With a shake of his head, Trin sets each sandwich on a plate, then stacks the plates one on top the other. “Trini?” Blain prompts.
“I’m fine, alright?” Trin scoops a generous helping of potato salad from the sandwich bar onto the top plate. “Nothing happened. A few things were said—”
Blain touches his arm. “What kind of things?” Trin shrugs him off and steadies the plates in his hands. “What did he say to you? Was it something about Gerrick?”
“He’s hungry,” Trin murmurs. “Can we talk about this later? I haven’t seen him all day.” Without waiting for an answer, he edges around his brother and takes the back steps two at a time. He doesn’t have to look at Blain to know he disapproves.
Upstairs the hall is dark and hot, the heat of the day stifling despite the open window at the far end. Outside the sky has darkened to a deep indigo, but there’s enough fading light to drape the hall in shade. Trin moves quietly, his bare feet silent over the worn wooden floor. Here in the closeness of the corridor he can smell himself, a stench of sweat and grease and the oil Aissa spilled into his pants a little while ago. He’ll shower after they eat.
At the door to his room, he juggles both plates in one hand to knock. No answer, but then again, he doesn’t expect one. After a moment’s hesitation, he turns the knob, pushes the door open slowly, and steps into the room. “Hey,” he sighs.

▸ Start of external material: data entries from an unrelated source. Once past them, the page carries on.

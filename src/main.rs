use std::sync::Arc;

mod config;
mod error;
mod handler;
mod http;
mod logger;
mod routing;
mod server;

fn main() -> Result<(), Box<dyn std::error::Error>> {
    let cfg = config::Config::load()?;
    logger::init(&cfg)?;

    let mut runtime_builder = tokio::runtime::Builder::new_multi_thread();
    runtime_builder.enable_all();
    if let Some(workers) = cfg.server.workers {
        runtime_builder.worker_threads(workers);
    }
    let runtime = runtime_builder.build()?;

    runtime.block_on(async_main(cfg))
}

async fn async_main(cfg: config::Config) -> Result<(), Box<dyn std::error::Error>> {
    let addr = cfg.get_socket_addr()?;
    let listener = server::create_listener(addr)?;
    let state = Arc::new(config::AppState::new(&cfg));

    server::start_signal_handler(Arc::clone(&state.shutdown_signal));
    logger::log_server_start(&addr, &cfg);

    server::start_server_loop(listener, state).await;
    Ok(())
}
//! Request URL module
//!
//! Rebuilds the absolute URL of a request from its `Host` header and raw
//! request target, and exposes the pathname and query parameters.

use std::collections::HashMap;

use url::Url;

/// Host used when the request carries no `Host` header
pub const DEFAULT_HOST: &str = "localhost";

/// Parsed request URL
#[derive(Debug, Clone)]
pub struct RequestUrl {
    url: Url,
    /// Decoded query parameters, last value wins on duplicate keys
    query: HashMap<String, String>,
    has_query: bool,
}

impl RequestUrl {
    /// Build `http://{host}{raw_target}` and parse it
    pub fn parse(host: Option<&str>, raw_target: &str) -> Result<Self, url::ParseError> {
        let full = format!("http://{}{raw_target}", host.unwrap_or(DEFAULT_HOST));
        let has_query = has_query_string(&full);
        let url = Url::parse(&full)?;
        let query = url.query_pairs().into_owned().collect();

        Ok(Self {
            url,
            query,
            has_query,
        })
    }

    /// Normalized path component (dot segments resolved)
    pub fn pathname(&self) -> &str {
        self.url.path()
    }

    /// Decoded value of a query parameter
    pub fn param(&self, name: &str) -> Option<&str> {
        self.query.get(name).map(String::as_str)
    }

    /// Whether the request target carried a non-empty query string
    pub const fn has_query(&self) -> bool {
        self.has_query
    }
}

/// A query string is present when the text after the first `?` (up to the
/// next `?`) is non-empty
pub fn has_query_string(target: &str) -> bool {
    target.split('?').nth(1).is_some_and(|q| !q.is_empty())
}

The room is dark. What scant light there is comes from the halogens stuttering to life in the growing dusk beyond the open window. Trin’s pallet is empty, the sheets turned down. The candle he left lit beside the pallet this morning has burned out.

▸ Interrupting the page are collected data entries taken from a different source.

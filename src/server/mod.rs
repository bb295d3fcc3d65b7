// Server module entry
// Listener creation, connection serving and shutdown signals

pub mod connection;
pub mod listener;
pub mod signal;

// `loop` is a keyword, hence the path attribute
#[path = "loop.rs"]
pub mod server_loop;

pub use listener::create_listener;
pub use server_loop::start_server_loop;
pub use signal::start_signal_handler;
//! Response envelopes shared by every endpoint.
//!
//! Plain endpoints wrap their payload in `ApiEnvelope`; the catalog list
//! endpoint returns `PaginatedResponse` with a page descriptor instead.

use serde::{Deserialize, Serialize};

/// Standard `{success, data, message, error}` wrapper.
///
/// `message` is human-readable; `error` is a machine-readable code.
#[derive(Debug, Clone, Serialize, Deserialize)]
pub struct ApiEnvelope<T> {
    #[serde(default)]
    pub success: bool,
    pub data: Option<T>,
    pub message: Option<String>,
    pub error: Option<String>,
}

/// One page of a listing plus its pagination descriptor.
#[derive(Debug, Clone, Serialize, Deserialize)]
pub struct PaginatedResponse<T> {
    #[serde(default)]
    pub success: bool,
    pub data: Vec<T>,
    pub pagination: Pagination,
}

/// Page-based cursor. The client increments `page` while `has_next_page`
/// holds; the server decides ordering.
#[derive(Debug, Clone, Serialize, Deserialize)]
pub struct Pagination {
    pub page: u32,
    pub limit: u32,
    #[serde(default)]
    pub total: u64,
    #[serde(rename = "totalPages", default)]
    pub total_pages: u32,
    #[serde(rename = "hasNextPage", alias = "hasMore", default)]
    pub has_next_page: bool,
}

#[cfg(test)]
mod tests {
    use super::*;

    #[test]
    fn test_envelope_parses_with_missing_optionals() {
        let json = r#"{"success": true, "data": 42}"#;
        let envelope: ApiEnvelope<i32> = serde_json::from_str(json).unwrap();
        assert!(envelope.success);
        assert_eq!(envelope.data, Some(42));
        assert!(envelope.message.is_none());
        assert!(envelope.error.is_none());
    }

    #[test]
    fn test_pagination_accepts_has_more_alias() {
        let json = r#"{"page": 2, "limit": 12, "total": 40, "totalPages": 4, "hasMore": true}"#;
        let page: Pagination = serde_json::from_str(json).unwrap();
        assert!(page.has_next_page);
        assert_eq!(page.page, 2);
        assert_eq!(page.total_pages, 4);

        let json = r#"{"page": 4, "limit": 12, "hasNextPage": false}"#;
        let page: Pagination = serde_json::from_str(json).unwrap();
        assert!(!page.has_next_page);
        assert_eq!(page.total, 0);
    }
}
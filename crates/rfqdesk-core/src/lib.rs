//! Core library for rfqdesk, a client for a B2B RFQ marketplace API.
//!
//! The library owns the client-side API and session contract:
//!
//! - `api`: the HTTP client, one narrow-waist request funnel, and the
//!   `ApiError` taxonomy every call resolves to
//! - `auth`: session token lifecycle, persisted in the OS keychain
//! - `models`: wire types for users, RFQs, contact access, plans, and payments
//! - `state`: screen-facing state containers (session, catalog, detail)
//! - `config`: environment-selected base URLs and saved preferences
//! - `validate`: input shape checks applied before anything hits the network

pub mod api;
pub mod auth;
pub mod config;
pub mod models;
pub mod state;
pub mod validate;

pub use api::{ApiClient, ApiError};
pub use auth::{SessionData, SessionManager, SessionStore};
pub use state::{CatalogState, DetailState, SessionState};
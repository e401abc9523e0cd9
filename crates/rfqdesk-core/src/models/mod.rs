//! Data models for marketplace entities.
//!
//! This module contains all the data structures exchanged with the API:
//!
//! - `ApiEnvelope`, `PaginatedResponse`: response wrappers
//! - `User`, `Subscription`, `TrialInfo`: account state
//! - `Rfq`, `RfqDetail`, `RfqAccess`: the catalog and per-user access
//! - `Plan`, `BankTransferOrder`, `CouponCheck`: billing

pub mod billing;
pub mod envelope;
pub mod rfq;
pub mod user;

pub use billing::{BankInfo, BankTransferOrder, CouponCheck, DiscountType, Plan, PlanInterval};
pub use envelope::{ApiEnvelope, PaginatedResponse, Pagination};
pub use rfq::{
    ContactLevel, ProductCategory, QuotaInfo, Rfq, RfqAccess, RfqDetail, RfqFilters,
    RfqTranslation, UnlockResult, UnlockedContact,
};
pub use user::{ProfileUpdate, Subscription, SubscriptionStatus, TrialInfo, User};
//! Account, subscription, and profile types.

use serde::{Deserialize, Serialize};

/// The authenticated account. Replaced wholesale on each fetch; the client
/// never mutates individual fields.
#[derive(Debug, Clone, Serialize, Deserialize)]
pub struct User {
    pub id: String,
    pub email: String,
    pub name: Option<String>,
    pub company: Option<String>,
    pub phone: Option<String>,
    pub whatsapp: Option<String>,
    pub country: Option<String>,
    pub role: Option<String>,
    #[serde(rename = "createdAt")]
    pub created_at: String,
    #[serde(rename = "updatedAt")]
    pub updated_at: Option<String>,
    pub subscription: Option<Subscription>,
    #[serde(rename = "trialInfo")]
    pub trial_info: Option<TrialInfo>,
}

impl User {
    /// Name to show in UIs, falling back to the email address.
    pub fn display_name(&self) -> &str {
        self.name
            .as_deref()
            .filter(|n| !n.is_empty())
            .unwrap_or(&self.email)
    }

    /// Whether the account has a currently active paid plan.
    pub fn has_active_subscription(&self) -> bool {
        self.subscription
            .as_ref()
            .map(|s| s.status == SubscriptionStatus::Active)
            .unwrap_or(false)
    }
}

#[derive(Debug, Clone, Serialize, Deserialize)]
pub struct Subscription {
    #[serde(rename = "planId")]
    pub plan_id: String,
    #[serde(rename = "planName")]
    pub plan_name: String,
    pub status: SubscriptionStatus,
    #[serde(rename = "expiresAt")]
    pub expires_at: Option<String>,
    #[serde(rename = "dailyLimit")]
    pub daily_limit: Option<u32>,
    #[serde(rename = "usedToday")]
    pub used_today: Option<u32>,
}

#[derive(Debug, Clone, Copy, PartialEq, Eq, Serialize, Deserialize)]
#[serde(rename_all = "lowercase")]
pub enum SubscriptionStatus {
    Active,
    Expired,
    Cancelled,
}

impl std::fmt::Display for SubscriptionStatus {
    fn fmt(&self, f: &mut std::fmt::Formatter<'_>) -> std::fmt::Result {
        match self {
            SubscriptionStatus::Active => write!(f, "active"),
            SubscriptionStatus::Expired => write!(f, "expired"),
            SubscriptionStatus::Cancelled => write!(f, "cancelled"),
        }
    }
}

/// Free-tier allowance granted before a paid subscription is required.
#[derive(Debug, Clone, Serialize, Deserialize)]
pub struct TrialInfo {
    #[serde(rename = "isInTrial", default)]
    pub is_in_trial: bool,
    #[serde(rename = "trialEndsAt")]
    pub trial_ends_at: Option<String>,
    #[serde(rename = "trialDaysRemaining")]
    pub trial_days_remaining: Option<u32>,
    #[serde(rename = "emailVerified", default)]
    pub email_verified: bool,
}

/// Partial profile update. Only populated fields are sent; the server
/// leaves omitted fields unchanged.
#[derive(Debug, Clone, Default, Serialize)]
pub struct ProfileUpdate {
    #[serde(skip_serializing_if = "Option::is_none")]
    pub name: Option<String>,
    #[serde(skip_serializing_if = "Option::is_none")]
    pub company: Option<String>,
    #[serde(skip_serializing_if = "Option::is_none")]
    pub phone: Option<String>,
    #[serde(skip_serializing_if = "Option::is_none")]
    pub whatsapp: Option<String>,
    #[serde(skip_serializing_if = "Option::is_none")]
    pub country: Option<String>,
}

impl ProfileUpdate {
    pub fn is_empty(&self) -> bool {
        self.name.is_none()
            && self.company.is_none()
            && self.phone.is_none()
            && self.whatsapp.is_none()
            && self.country.is_none()
    }
}
//! Subscription plans and bank-transfer checkout types.

use serde::{Deserialize, Serialize};

/// A purchasable subscription tier.
#[derive(Debug, Clone, Serialize, Deserialize)]
pub struct Plan {
    pub id: String,
    pub name: String,
    pub price: f64,
    pub currency: Option<String>,
    pub interval: PlanInterval,
    #[serde(default)]
    pub features: Vec<String>,
    #[serde(rename = "dailyLimit")]
    pub daily_limit: Option<u32>,
    #[serde(rename = "canViewEmail", default)]
    pub can_view_email: bool,
    #[serde(rename = "canViewPhone", default)]
    pub can_view_phone: bool,
    #[serde(rename = "canExportCsv", default)]
    pub can_export_csv: bool,
}

#[derive(Debug, Clone, Copy, PartialEq, Eq, Serialize, Deserialize)]
#[serde(rename_all = "lowercase")]
pub enum PlanInterval {
    Monthly,
    Yearly,
}

impl PlanInterval {
    pub fn as_str(&self) -> &'static str {
        match self {
            PlanInterval::Monthly => "monthly",
            PlanInterval::Yearly => "yearly",
        }
    }
}

impl std::fmt::Display for PlanInterval {
    fn fmt(&self, f: &mut std::fmt::Formatter<'_>) -> std::fmt::Result {
        write!(f, "{}", self.as_str())
    }
}

/// A pending bank-transfer order created for a plan purchase. Payment is
/// confirmed out of band; the client only displays these instructions.
#[derive(Debug, Clone, Serialize, Deserialize)]
pub struct BankTransferOrder {
    #[serde(rename = "orderId")]
    pub order_id: String,
    #[serde(rename = "bankInfo")]
    pub bank_info: BankInfo,
    #[serde(rename = "expiresAt")]
    pub expires_at: Option<String>,
}

#[derive(Debug, Clone, Serialize, Deserialize)]
pub struct BankInfo {
    #[serde(rename = "bankName")]
    pub bank_name: String,
    #[serde(rename = "accountNumber")]
    pub account_number: String,
    #[serde(rename = "accountName")]
    pub account_name: String,
    /// Transfer memo the buyer must include so the order can be matched.
    pub content: String,
    pub amount: f64,
    #[serde(rename = "qrUrl")]
    pub qr_url: Option<String>,
}

/// Server verdict on a coupon code for a given plan.
#[derive(Debug, Clone, Serialize, Deserialize)]
pub struct CouponCheck {
    pub valid: bool,
    #[serde(default)]
    pub discount: f64,
    #[serde(rename = "discountType", default)]
    pub discount_type: DiscountType,
}

#[derive(Debug, Clone, Copy, PartialEq, Eq, Serialize, Deserialize)]
#[serde(rename_all = "lowercase")]
pub enum DiscountType {
    Percent,
    Fixed,
}

impl Default for DiscountType {
    fn default() -> Self {
        DiscountType::Percent
    }
}

impl CouponCheck {
    /// Discounted total for display. The amount on the created order is the
    /// binding one; this only previews it.
    pub fn provisional_total(&self, amount: f64) -> f64 {
        if !self.valid {
            return amount;
        }
        match self.discount_type {
            DiscountType::Percent => amount * (1.0 - self.discount / 100.0),
            DiscountType::Fixed => (amount - self.discount).max(0.0),
        }
    }
}

#[cfg(test)]
mod tests {
    use super::*;

    #[test]
    fn test_plan_parses_wire_names() {
        let json = r#"{
            "id": "plan-pro",
            "name": "Pro",
            "price": 49.0,
            "currency": "USD",
            "interval": "monthly",
            "features": ["Unlimited search"],
            "dailyLimit": 20,
            "canViewEmail": true,
            "canViewPhone": true
        }"#;
        let plan: Plan = serde_json::from_str(json).unwrap();
        assert_eq!(plan.interval, PlanInterval::Monthly);
        assert_eq!(plan.daily_limit, Some(20));
        assert!(plan.can_view_phone);
        assert!(!plan.can_export_csv);
    }

    #[test]
    fn test_provisional_total_percent_discount() {
        let check = CouponCheck {
            valid: true,
            discount: 25.0,
            discount_type: DiscountType::Percent,
        };
        assert_eq!(check.provisional_total(100.0), 75.0);
    }

    #[test]
    fn test_provisional_total_fixed_discount_floors_at_zero() {
        let check = CouponCheck {
            valid: true,
            discount: 150.0,
            discount_type: DiscountType::Fixed,
        };
        assert_eq!(check.provisional_total(100.0), 0.0);
    }

    #[test]
    fn test_provisional_total_ignores_invalid_coupon() {
        let check = CouponCheck {
            valid: false,
            discount: 50.0,
            discount_type: DiscountType::Percent,
        };
        assert_eq!(check.provisional_total(100.0), 100.0);
    }
}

In front of the window is an old weathered rocker, and in the rocker sits the shadow of a man. Closing the door behind him with one foot, Trin smiles at the silhouette backlit against the sprawling junkyard below. “Brought you something,” he says as he crosses the room.
Only when Trin stands beside him at the window does Gerrick look up. “You hungry?” Trin asks. His gaze wanders over the gunner’s face—the network of scars crisscrossing his cheeks and nose stands out fierce and red in the dying sunlight. One eye is milky, unseeing, the other still rimmed with bruised flesh. Healing stitches slice one side of his moustache in half, the hairs there not yet willing to grow back. His hands, curled in pain, lie forgotten in his lap. Motioning to the plates he carries, Trin says, “Thought you might be up for a bite. Chicken, I think. How are you doing today?”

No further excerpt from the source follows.